Sometimes i just try to calmly list down things and try to arrange. Sometimes i just feel tired. Tired of having to ask for help, or to remind others to do their work so that i can do my work. Same goes to other things.
These burdens are not mine alone, you know. Kadang kadang nak juga orang buat without having me to ask their help. Nak juga orang lain pun ada sense of responsibility tu sama sama. Bukan benci nak buat kerja ke apa. Memang kena buat, as you grow, suka tak suka kena juga deal with all the shits that we all hate.
Semua pun kalau boleh nak jadi carefree, have nothing to worry about, if kita tak buat ada orang lain akan tolong buat.

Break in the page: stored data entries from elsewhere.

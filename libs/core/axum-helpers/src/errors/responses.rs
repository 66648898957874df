//! Reusable OpenAPI response types for consistent API documentation.

use super::ErrorResponse;
#[allow(unused_imports)]
use serde_json::json;
use utoipa::ToResponse;

#[derive(ToResponse)]
#[response(
    description = "Internal Server Error",
    content_type = "application/json",
    example = json!({
        "code": 1005,
        "error": "INTERNAL_ERROR",
        "message": "An internal server error occurred",
        "details": null
    })
)]
pub struct InternalServerErrorResponse(pub ErrorResponse);

#[derive(ToResponse)]
#[response(
    description = "Bad Request - Validation Error",
    content_type = "application/json",
    example = json!({
        "code": 1001,
        "error": "VALIDATION_ERROR",
        "message": "Request validation failed",
        "details": {
            "title": [{
                "code": "word_count",
                "message": "exceeds the word limit",
                "params": {"max": 30}
            }]
        }
    })
)]
pub struct BadRequestValidationResponse(pub ErrorResponse);

#[derive(ToResponse)]
#[response(
    description = "Bad Request - Invalid UUID",
    content_type = "application/json",
    example = json!({
        "code": 1002,
        "error": "INVALID_UUID",
        "message": "Invalid UUID format",
        "details": null
    })
)]
pub struct BadRequestUuidResponse(pub ErrorResponse);

#[derive(ToResponse)]
#[response(
    description = "Resource not found",
    content_type = "application/json",
    example = json!({
        "code": 1004,
        "error": "NOT_FOUND",
        "message": "Resource not found",
        "details": null
    })
)]
pub struct NotFoundResponse(pub ErrorResponse);

#[derive(ToResponse)]
#[response(
    description = "Conflict - Resource already exists or a limit was reached",
    content_type = "application/json",
    example = json!({
        "code": 1008,
        "error": "CONFLICT",
        "message": "Resource already exists",
        "details": null
    })
)]
pub struct ConflictResponse(pub ErrorResponse);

Jarang sangat dapat merasa. I'm just tired of feeling bad to do things that i want because takut akan menyusahkan orang lain. Padahal tanggungjawab tu tanggungjawab bersama.
These days I'm trying to be more lenient to myself, go out whenever i want to, not to think about others too much. But i couldn't help to feel guilty for it. And i feel sad (yes sad, frustrated.not angry) when others starts to question, asyik keluar je.
How about the days I've stayed in? How about the things I did before I went out, to make sure i don't leave my shit for other people to settle, or just because i want to make things easier for them.